DIRECTIONS FOR THIS TASK >> Check each line below for the word "cannot" and give the number of lines that have it, nothing more.

[DATA EXTRACTS — start]

//! Built-in body readers and writers.
use std::any::Any;
use std::io::{self, Write};

use crate::content::{MessageBodyReader, MessageBodyWorkers, MessageBodyWriter};
use crate::header::{HeaderMap, HeaderValue, MediaType};
use crate::io::EntityInputStream;
use crate::message::{Entity, EntityType, MessageError, Result};

const DEFAULT_CHARSET: &str = "utf-8";

pub(crate) fn register_builtins(workers: &mut MessageBodyWorkers) {
    workers.register_builtin_reader(ByteArrayProvider);
    workers.register_builtin_writer(ByteArrayProvider);
    workers.register_builtin_reader(StringProvider);
    workers.register_builtin_writer(StringProvider);
    workers.register_builtin_reader(InputStreamProvider);
    workers.register_builtin_writer(InputStreamProvider);
    workers.register_builtin_reader(BasicTypesProvider);
    workers.register_builtin_writer(BasicTypesProvider);
}

/// Charset of `media_type`, UTF-8 when absent.
pub fn charset(media_type: &MediaType) -> String {
    media_type
        .charset()
        .unwrap_or(DEFAULT_CHARSET)
        .to_ascii_lowercase()
}

/// Decode `bytes` in one of the supported charsets: UTF-8, US-ASCII and
/// ISO-8859-1.
pub fn decode(bytes: Vec<u8>, charset: &str) -> Result<String> {
    match charset {
        "utf-8" | "utf8" => String::from_utf8(bytes)
            .map_err(|e| MessageError::processing_caused_by("entity is not valid UTF-8", e)),
        "us-ascii" | "ascii" => {
            if bytes.iter().any(|b| *b > 127) {
                return Err(MessageError::processing("entity is not valid US-ASCII"));
            }
            Ok(bytes.into_iter().map(char::from).collect())
        }
        "iso-8859-1" | "latin1" => Ok(bytes.into_iter().map(char::from).collect()),
        _ => Err(MessageError::processing(&format!(
            "unsupported charset {}",
            charset
        ))),
    }
}

/// Encode `s` in one of the supported charsets.
pub fn encode(s: &str, charset: &str) -> Result<Vec<u8>> {
    match charset {
        "utf-8" | "utf8" => Ok(s.as_bytes().to_vec()),
        "us-ascii" | "ascii" => {
            if !s.is_ascii() {
                return Err(MessageError::processing(
                    "entity cannot be encoded as US-ASCII",
                ));
            }
            Ok(s.as_bytes().to_vec())
        }
        "iso-8859-1" | "latin1" => s
            .chars()
            .map(|c| {
                if (c as u32) < 256 {
                    Ok(c as u8)
                } else {
                    Err(MessageError::processing(
                        "entity cannot be encoded as ISO-8859-1",
                    ))
                }
            })
            .collect(),
        _ => Err(MessageError::processing(&format!(
            "unsupported charset {}",
            charset
        ))),
    }
}

/// `Vec<u8>` as is, any media type.
pub struct ByteArrayProvider;

impl MessageBodyReader for ByteArrayProvider {
    fn is_readable(&self, entity_type: &EntityType, _: &MediaType) -> bool {
        entity_type.is::<Vec<u8>>()
    }
    fn read_from(
        &self,
        _: &EntityType,
        _: &MediaType,
        _: &HeaderMap<String>,
        input: &mut EntityInputStream,
    ) -> Result<Entity> {
        Ok(Box::new(input.read_all()?))
    }
}

impl MessageBodyWriter for ByteArrayProvider {
    fn is_writeable(&self, entity_type: &EntityType, _: &MediaType) -> bool {
        entity_type.is::<Vec<u8>>()
    }
    fn write_to(
        &self,
        entity: &mut (dyn Any + Send),
        entity_type: &EntityType,
        _: &MediaType,
        _: &mut HeaderMap<HeaderValue>,
        output: &mut dyn Write,
    ) -> Result<()> {
        let bytes = downcast_ref::<Vec<u8>>(entity, entity_type)?;
        output.write_all(bytes)?;
        Ok(())
    }
}

/// `String` in the charset of the media type, any media type.
pub struct StringProvider;

impl MessageBodyReader for StringProvider {
    fn is_readable(&self, entity_type: &EntityType, _: &MediaType) -> bool {
        entity_type.is::<String>()
    }
    fn read_from(
        &self,
        _: &EntityType,
        media_type: &MediaType,
        _: &HeaderMap<String>,
        input: &mut EntityInputStream,
    ) -> Result<Entity> {
        let s = decode(input.read_all()?, &charset(media_type))?;
        Ok(Box::new(s))
    }
}

impl MessageBodyWriter for StringProvider {
    fn is_writeable(&self, entity_type: &EntityType, _: &MediaType) -> bool {
        entity_type.is::<String>()
    }
    fn write_to(
        &self,
        entity: &mut (dyn Any + Send),
        entity_type: &EntityType,
        media_type: &MediaType,
        _: &mut HeaderMap<HeaderValue>,
        output: &mut dyn Write,
    ) -> Result<()> {
        let s = downcast_ref::<String>(entity, entity_type)?;
        output.write_all(&encode(s, &charset(media_type))?)?;
        Ok(())
    }
}

/// Hands the entity stream itself to the application, or copies a stream
/// entity to the output.
pub struct InputStreamProvider;

impl MessageBodyReader for InputStreamProvider {
    fn is_readable(&self, entity_type: &EntityType, _: &MediaType) -> bool {
        entity_type.is::<EntityInputStream>()
    }
    fn read_from(
        &self,
        _: &EntityType,
        _: &MediaType,
        _: &HeaderMap<String>,
        input: &mut EntityInputStream,
    ) -> Result<Entity> {
        Ok(Box::new(input.detach()))
    }
}

impl MessageBodyWriter for InputStreamProvider {
    fn is_writeable(&self, entity_type: &EntityType, _: &MediaType) -> bool {
        entity_type.is::<EntityInputStream>()
    }
    fn write_to(
        &self,
        entity: &mut (dyn Any + Send),
        entity_type: &EntityType,
        _: &MediaType,
        _: &mut HeaderMap<HeaderValue>,
        output: &mut dyn Write,
    ) -> Result<()> {
        let input = entity
            .downcast_mut::<EntityInputStream>()
            .ok_or_else(|| type_mismatch(entity_type))?;
        io::copy(input, output)?;
        input.close();
        Ok(())
    }
}

macro_rules! basic_types {
    ( $( $t:ty ),* $(,)? ) => {
        fn is_basic_type(entity_type: &EntityType) -> bool {
            false $( || entity_type.is::<$t>() )*
        }

        fn parse_basic_type(entity_type: &EntityType, text: &str) -> Result<Entity> {
            $(
                if entity_type.is::<$t>() {
                    return text
                        .parse::<$t>()
                        .map(|value| Box::new(value) as Entity)
                        .map_err(|e| {
                            MessageError::processing_caused_by(
                                &format!("cannot read '{}' as {}", text, entity_type),
                                e,
                            )
                        });
                }
            )*
            Err(type_mismatch(entity_type))
        }

        fn format_basic_type(entity: &(dyn Any + Send)) -> Option<String> {
            $(
                if let Some(value) = entity.downcast_ref::<$t>() {
                    return Some(value.to_string());
                }
            )*
            None
        }
    };
}

basic_types!(
    i8, i16, i32, i64, i128, isize, u8, u16, u32, u64, u128, usize, f32, f64, bool, char,
);

/// Numbers, `bool` and `char` as `text/plain`. An empty entity is a
/// [`MessageError::NoContent`] failure.
pub struct BasicTypesProvider;

impl MessageBodyReader for BasicTypesProvider {
    fn consumes(&self) -> Vec<MediaType> {
        vec![MediaType::text_plain()]
    }
    fn is_readable(&self, entity_type: &EntityType, _: &MediaType) -> bool {
        is_basic_type(entity_type)
    }
    fn read_from(
        &self,
        entity_type: &EntityType,
        media_type: &MediaType,
        _: &HeaderMap<String>,
        input: &mut EntityInputStream,
    ) -> Result<Entity> {
        let text = decode(input.read_all()?, &charset(media_type))?;
        if text.is_empty() {
            return Err(MessageError::NoContent(format!(
                "empty entity cannot be read as {}",
                entity_type
            )));
        }
        parse_basic_type(entity_type, &text)
    }
}

impl MessageBodyWriter for BasicTypesProvider {
    fn produces(&self) -> Vec<MediaType> {
        vec![MediaType::text_plain()]
    }
    fn is_writeable(&self, entity_type: &EntityType, _: &MediaType) -> bool {
        is_basic_type(entity_type)
    }
    fn write_to(
        &self,
        entity: &mut (dyn Any + Send),
        entity_type: &EntityType,
        media_type: &MediaType,
        _: &mut HeaderMap<HeaderValue>,
        output: &mut dyn Write,
    ) -> Result<()> {
        let text = format_basic_type(entity).ok_or_else(|| type_mismatch(entity_type))?;
        output.write_all(&encode(&text, &charset(media_type))?)?;
        Ok(())
    }
}

fn type_mismatch(entity_type: &EntityType) -> MessageError {
    MessageError::processing(&format!("entity is not a {}", entity_type))
}

fn downcast_ref<'a, T: Any>(
    entity: &'a (dyn Any + Send),
    entity_type: &EntityType,
) -> Result<&'a T> {
    entity
        .downcast_ref::<T>()
        .ok_or_else(|| type_mismatch(entity_type))
}

#[cfg(test)]
mod test {
    use super::*;

    fn read<T: Any>(media_type: &MediaType, bytes: &'static [u8]) -> Result<T> {
        let workers = MessageBodyWorkers::with_builtins();
        let entity_type = EntityType::of::<T>();
        let reader = workers.reader_for(&entity_type, media_type).unwrap();
        let mut input = EntityInputStream::new(bytes);
        let entity = reader.read_from(&entity_type, media_type, &HeaderMap::new(), &mut input)?;
        Ok(*entity.downcast::<T>().unwrap())
    }

    fn write<T: Any + Send>(media_type: &MediaType, mut entity: T) -> Result<Vec<u8>> {
        let workers = MessageBodyWorkers::with_builtins();
        let entity_type = EntityType::of::<T>();
        let writer = workers.writer_for(&entity_type, media_type).unwrap();
        let mut out = vec![];
        writer.write_to(
            &mut entity,
            &entity_type,
            media_type,
            &mut HeaderMap::new(),
            &mut out,
        )?;
        Ok(out)
    }

    #[test]
    fn test_bytes_and_strings() {
        let octets = MediaType::application_octet_stream();
        assert_eq!(read::<Vec<u8>>(&octets, b"\x00\xff").unwrap(), vec![0, 255]);
        assert_eq!(
            read::<String>(&MediaType::text_plain(), "h\u{e9}".as_bytes()).unwrap(),
            "h\u{e9}"
        );
        let latin1 = MediaType::text_plain().with_charset("ISO-8859-1");
        assert_eq!(read::<String>(&latin1, b"h\xe9").unwrap(), "h\u{e9}");
        assert_eq!(write(&latin1, "h\u{e9}".to_string()).unwrap(), b"h\xe9".to_vec());
        let ascii = MediaType::text_plain().with_charset("us-ascii");
        assert!(read::<String>(&ascii, b"h\xe9").is_err());
        assert!(write(&ascii, "h\u{e9}".to_string()).is_err());
        assert!(read::<String>(&MediaType::text_plain(), b"\xff").is_err());
    }

    #[test]
    fn test_basic_types() {
        let plain = MediaType::text_plain();
        assert_eq!(read::<i32>(&plain, b"-42").unwrap(), -42);
        assert_eq!(read::<f64>(&plain, b"2.5").unwrap(), 2.5);
        assert!(read::<bool>(&plain, b"true").unwrap());
        assert_eq!(read::<char>(&plain, b"x").unwrap(), 'x');
        assert!(read::<char>(&plain, b"xy").is_err());
        assert!(read::<u8>(&plain, b"256").is_err());
        match read::<u64>(&plain, b"") {
            Err(MessageError::NoContent(_)) => {}
            other => panic!("expected no content, got {:?}", other.map(|_| ())),
        }
        assert_eq!(write(&plain, 17u16).unwrap(), b"17".to_vec());
        let workers = MessageBodyWorkers::with_builtins();
        assert!(workers
            .reader_for(&EntityType::of::<i32>(), &MediaType::application_json())
            .is_none());
    }

    #[test]
    fn test_input_stream() {
        let octets = MediaType::application_octet_stream();
        let mut stream = read::<EntityInputStream>(&octets, b"raw").unwrap();
        assert_eq!(stream.read_all().unwrap(), b"raw".to_vec());
        let stream = EntityInputStream::new(&b"copied"[..]);
        assert_eq!(write(&octets, stream).unwrap(), b"copied".to_vec());
    }
}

[DATA EXTRACTS — finish]

WRITTEN SOLUTION >> 4